The Wild Diet's founder, Abel James, created the diet when he became his own weight-loss guru, formulating a plan to help himself lose 9 kilograms in 40 days. (FYI: According to science, losing weight that fast can have some downsides in the long-term.) Most recently, his plan was featured on the 2016 ABC reality show My Diet Is Better Than Yours.
James encourages those who follow the diet to "eat like their grandparents" by focusing on whole, natural, fresh grub, and steering clear of foods that are processed or artificial. "By prioritizing foods found in the wild, you return your body to its optimal fat-burning state," James writes on his website.
Clearly, this diet did the trick for James, who looks like he just stepped off the cover of Men's Health. But will it work for you?
What You Eat
This diet largely promotes eating fresh foods like vegetables, meats, and wild game, as well as plenty of fat (advocating for full-fat dairy and putting no limits on butter and coconut oils). It's super-flexible in that it encourages people to eat intuitively, as opposed to counting calories and depriving themselves—perfect for anyone who's struggled with rigid diets in the past (or straight-up doesn't enjoy them).
"The Wild Diet is very similar to Paleo, only it doesn't eliminate dairy," says registered dietitian Monica Auslander, founder of Essence Nutrition. "It does, however, eliminate most grains and starch, which lowers the total carbohydrate intake of the diet immensely."
Will You Lose Weight?
Though his plan does allow fruit, the low-carb menu will likely spur weight loss, she says. When you restrict carbs, especially refined carbs, it can lead to weight loss for several reasons, says Auslander. First, doing so balances blood sugar and insulin levels, which leads to less fat storage. A low-carb plan also encourages you to focus on uber-satiating macronutrients, like protein and fibre, so you ultimately eat less. Plus, restricting all processed foods, including refined carbs, eliminates many added sugars—a sneaky source of unwanted calories.
"Americans get almost 700 calories more than we did in the 1970s, and almost all of this comes from processed grains and sugar-sweetened beverages," says clinical dietitian Beth Doerfler. "By avoiding processed foods, you cut unnecessary calories and are more likely to play up healthy foods."
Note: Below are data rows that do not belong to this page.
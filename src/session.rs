use std::sync::RwLock;

use chrono::{DateTime, Utc};
use serde::{Deserialize, Serialize};
use tracing::debug;

use crate::errors::ServiceError;
use crate::models::Amount;

/// Account data returned by the provider's authentication operation.
#[derive(Debug, Clone, Default, Serialize, Deserialize)]
#[serde(rename_all = "camelCase")]
pub struct UserData {
    pub user_token: Option<String>,
    pub wallet_balance: Option<Amount>,
    #[serde(default, skip_serializing_if = "Option::is_none")]
    pub info_message: Option<String>,
}

#[derive(Debug, Default)]
struct SessionState {
    token: Option<String>,
    wallet_balance: Option<Amount>,
    order_ids: Vec<u64>,
    authenticated_at: Option<DateTime<Utc>>,
}

/// Per-service session state: authentication token, wallet balance, and the
/// history of order ids placed through this instance.
///
/// Shared between the façade and transport-backed refreshers via `Arc`;
/// interior mutability keeps the accessors `&self`.
#[derive(Debug, Default)]
pub struct UserSession {
    state: RwLock<SessionState>,
}

impl UserSession {
    pub fn new() -> Self {
        Self::default()
    }

    /// Loads freshly fetched account data, replacing token and balance.
    pub fn load(&self, data: UserData) {
        let mut state = self.state.write().unwrap();
        state.authenticated_at = data.user_token.as_ref().map(|_| Utc::now());
        state.token = data.user_token;
        state.wallet_balance = data.wallet_balance;
        debug!(authenticated = state.token.is_some(), "session loaded");
    }

    pub fn is_authenticated(&self) -> bool {
        self.state.read().unwrap().token.is_some()
    }

    /// Current session token; privileged operations call this to stamp
    /// their requests.
    pub fn token(&self) -> Result<String, ServiceError> {
        self.state
            .read()
            .unwrap()
            .token
            .clone()
            .ok_or_else(|| ServiceError::Unauthorized("user is not authenticated".to_string()))
    }

    pub fn wallet_balance(&self) -> Option<Amount> {
        self.state.read().unwrap().wallet_balance.clone()
    }

    pub fn set_wallet_balance(&self, balance: Amount) {
        self.state.write().unwrap().wallet_balance = Some(balance);
    }

    pub fn add_order_id(&self, id: u64) {
        self.state.write().unwrap().order_ids.push(id);
    }

    pub fn order_ids(&self) -> Vec<u64> {
        self.state.read().unwrap().order_ids.clone()
    }

    pub fn authenticated_at(&self) -> Option<DateTime<Utc>> {
        self.state.read().unwrap().authenticated_at
    }
}

#[cfg(test)]
mod tests {
    use super::*;

    fn authenticated_session() -> UserSession {
        let session = UserSession::new();
        session.load(UserData {
            user_token: Some("token-1".into()),
            wallet_balance: Some(Amount::from_minor_units(2500)),
            info_message: None,
        });
        session
    }

    #[test]
    fn fresh_session_is_unauthenticated() {
        let session = UserSession::new();
        assert!(!session.is_authenticated());
        assert!(matches!(
            session.token(),
            Err(ServiceError::Unauthorized(_))
        ));
    }

    #[test]
    fn load_sets_token_and_balance() {
        let session = authenticated_session();
        assert!(session.is_authenticated());
        assert_eq!(session.token().expect("token"), "token-1");
        assert_eq!(
            session.wallet_balance().map(|b| b.to_minor_units()),
            Some(2500)
        );
        assert!(session.authenticated_at().is_some());
    }

    #[test]
    fn order_history_appends_in_order() {
        let session = authenticated_session();
        session.add_order_id(11);
        session.add_order_id(7);
        assert_eq!(session.order_ids(), vec![11, 7]);
    }

    #[test]
    fn load_without_token_clears_authentication() {
        let session = authenticated_session();
        session.load(UserData::default());
        assert!(!session.is_authenticated());
        assert!(session.authenticated_at().is_none());
    }
}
There are plenty of perks to the Wild Diet, including that participants are encouraged to fill half of their plate with vegetables at every meal. "Veggies are full of fibre, vitamins, and minerals, and provide loads of volume for very few calories," says dietitian Edwina Clark, head of nutrition and wellness at Yummly. "Plus, consuming a varied, high-fibre diet has been shown to assist with satiety and cholesterol control."
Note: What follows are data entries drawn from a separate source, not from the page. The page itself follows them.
use config::{Config, Environment, File};
use serde::Deserialize;
use std::time::Duration;
use validator::Validate;

use crate::errors::ServiceError;
use crate::models::VoucherLayout;

const DEFAULT_LOG_LEVEL: &str = "info";
const DEFAULT_ENV: &str = "development";
const CONFIG_DIR: &str = "config";
const DEFAULT_CACHE_TTL_SECS: u64 = 7 * 24 * 60 * 60;
const ENV_PREFIX: &str = "POSTVOUCHER";

/// Reference-data cache configuration.
#[derive(Clone, Debug, Deserialize, Validate)]
#[serde(deny_unknown_fields)]
pub struct CacheConfig {
    /// Validity of cached reference data in seconds. Zero disables caching
    /// (every access refreshes).
    #[serde(default = "default_cache_ttl_secs")]
    pub ttl_secs: u64,

    /// Enable cache debug logging.
    #[serde(default)]
    pub debug: bool,
}

impl Default for CacheConfig {
    fn default() -> Self {
        Self {
            ttl_secs: default_cache_ttl_secs(),
            debug: false,
        }
    }
}

/// Application configuration, layered from `config/default`, an optional
/// environment-specific file, and `POSTVOUCHER__`-prefixed environment
/// variables.
#[derive(Clone, Debug, Deserialize, Validate)]
#[serde(deny_unknown_fields)]
pub struct AppConfig {
    /// Base URL of the gateway fronting the provider's purchasing, catalog,
    /// and account services.
    #[validate(url)]
    pub gateway_url: String,

    /// Application environment; anything other than "production" defaults
    /// checkouts to dry runs.
    #[serde(default = "default_environment")]
    pub environment: String,

    #[serde(default = "default_log_level")]
    pub log_level: String,

    /// Log in JSON format (structured logging).
    #[serde(default)]
    pub log_json: bool,

    #[serde(default)]
    pub cache: CacheConfig,

    /// Layout applied to items that do not specify one at add time.
    #[serde(default)]
    pub default_voucher_layout: Option<VoucherLayout>,

    /// Forces the dry-run preference regardless of environment; callers can
    /// still override per checkout.
    #[serde(default)]
    pub dry_run: Option<bool>,
}

impl Default for AppConfig {
    fn default() -> Self {
        Self {
            gateway_url: "http://localhost:8080".to_string(),
            environment: default_environment(),
            log_level: default_log_level(),
            log_json: false,
            cache: CacheConfig::default(),
            default_voucher_layout: None,
            dry_run: None,
        }
    }
}

impl AppConfig {
    /// Loads and validates the configuration.
    pub fn load() -> Result<Self, ServiceError> {
        let environment =
            std::env::var(format!("{}__ENVIRONMENT", ENV_PREFIX)).unwrap_or_else(|_| {
                std::env::var("RUN_ENV").unwrap_or_else(|_| DEFAULT_ENV.to_string())
            });

        let config: AppConfig = Config::builder()
            .add_source(File::with_name(&format!("{}/default", CONFIG_DIR)).required(false))
            .add_source(
                File::with_name(&format!("{}/{}", CONFIG_DIR, environment)).required(false),
            )
            .add_source(Environment::with_prefix(ENV_PREFIX).separator("__"))
            .build()?
            .try_deserialize()?;

        config.validate()?;
        Ok(config)
    }

    pub fn is_production(&self) -> bool {
        self.environment.eq_ignore_ascii_case("production")
    }

    pub fn cache_ttl(&self) -> Duration {
        Duration::from_secs(self.cache.ttl_secs)
    }
}

fn default_cache_ttl_secs() -> u64 {
    DEFAULT_CACHE_TTL_SECS
}

fn default_log_level() -> String {
    DEFAULT_LOG_LEVEL.to_string()
}

fn default_environment() -> String {
    DEFAULT_ENV.to_string()
}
Besides eating way more veggies, another one of the Wild Diet's most sound principles is to follow your hunger and satiety cues. That means you eat when you're hungry, rather than following a set schedule or mindlessly noshing all day long. "Eating mindfully has been shown to assist with portion control, weight loss, and curbing binge-eating behaviours," says Clark.
Is It Healthy?
Yes, going low-carb can be an effective way to lose weight, but the long-term implications of a low-carb diet (if any) are unknown. "Most of the data we have is from short-term studies, so it's unclear if it's a healthy and sustainable long-term solution," says Clark. "Furthermore, low-carb might be problematic for highly active people, who need a steady intake of carbs throughout the day to power their muscles, and diabetics, who need carbohydrates to steady their blood sugar." And in minimising whole grains, you'll miss out on oodles of fibre, vitamins, minerals, and antioxidants, which can assist with digestive health, satiety, and post-workout recovery, says Clark.
There's also the risk of going overboard with the whole unlimited fats thing. "The Wild Diet claims that you can eat bacon, butter, and steak while dropping fat," says Clark. "This may be true, but that doesn't necessarily mean that these foods are good for you." Foods like these tend to be high in saturated fat, the type of fat that boosts inflammation and can do a number on your ticker if you go overboard. Another caveat: The diet doesn't discuss exercise, which is essential for maintaining lean body mass while losing weight, says Auslander.
The Bottom Line
"There are many positive things we can take away from the Wild Diet," says Clark. Science backs up the fact that a diet that's rich in plants (particularly vegetables), reduces the amount of refined carbs, and includes mindful eating practices can help you lose weight, she says.
However, eating low-carb isn't right for everyone and eating too many foods high in saturated fat isn't necessarily a healthy choice for the long-term.
If there's one thing we can all learn from James, who pioneered his own diet when no eating plan was working for him, it's that there's no perfect diet for everyone—and it's up to us to find one that satisfies our unique dietary needs, says Auslander. (And, hopefully, includes cheese.)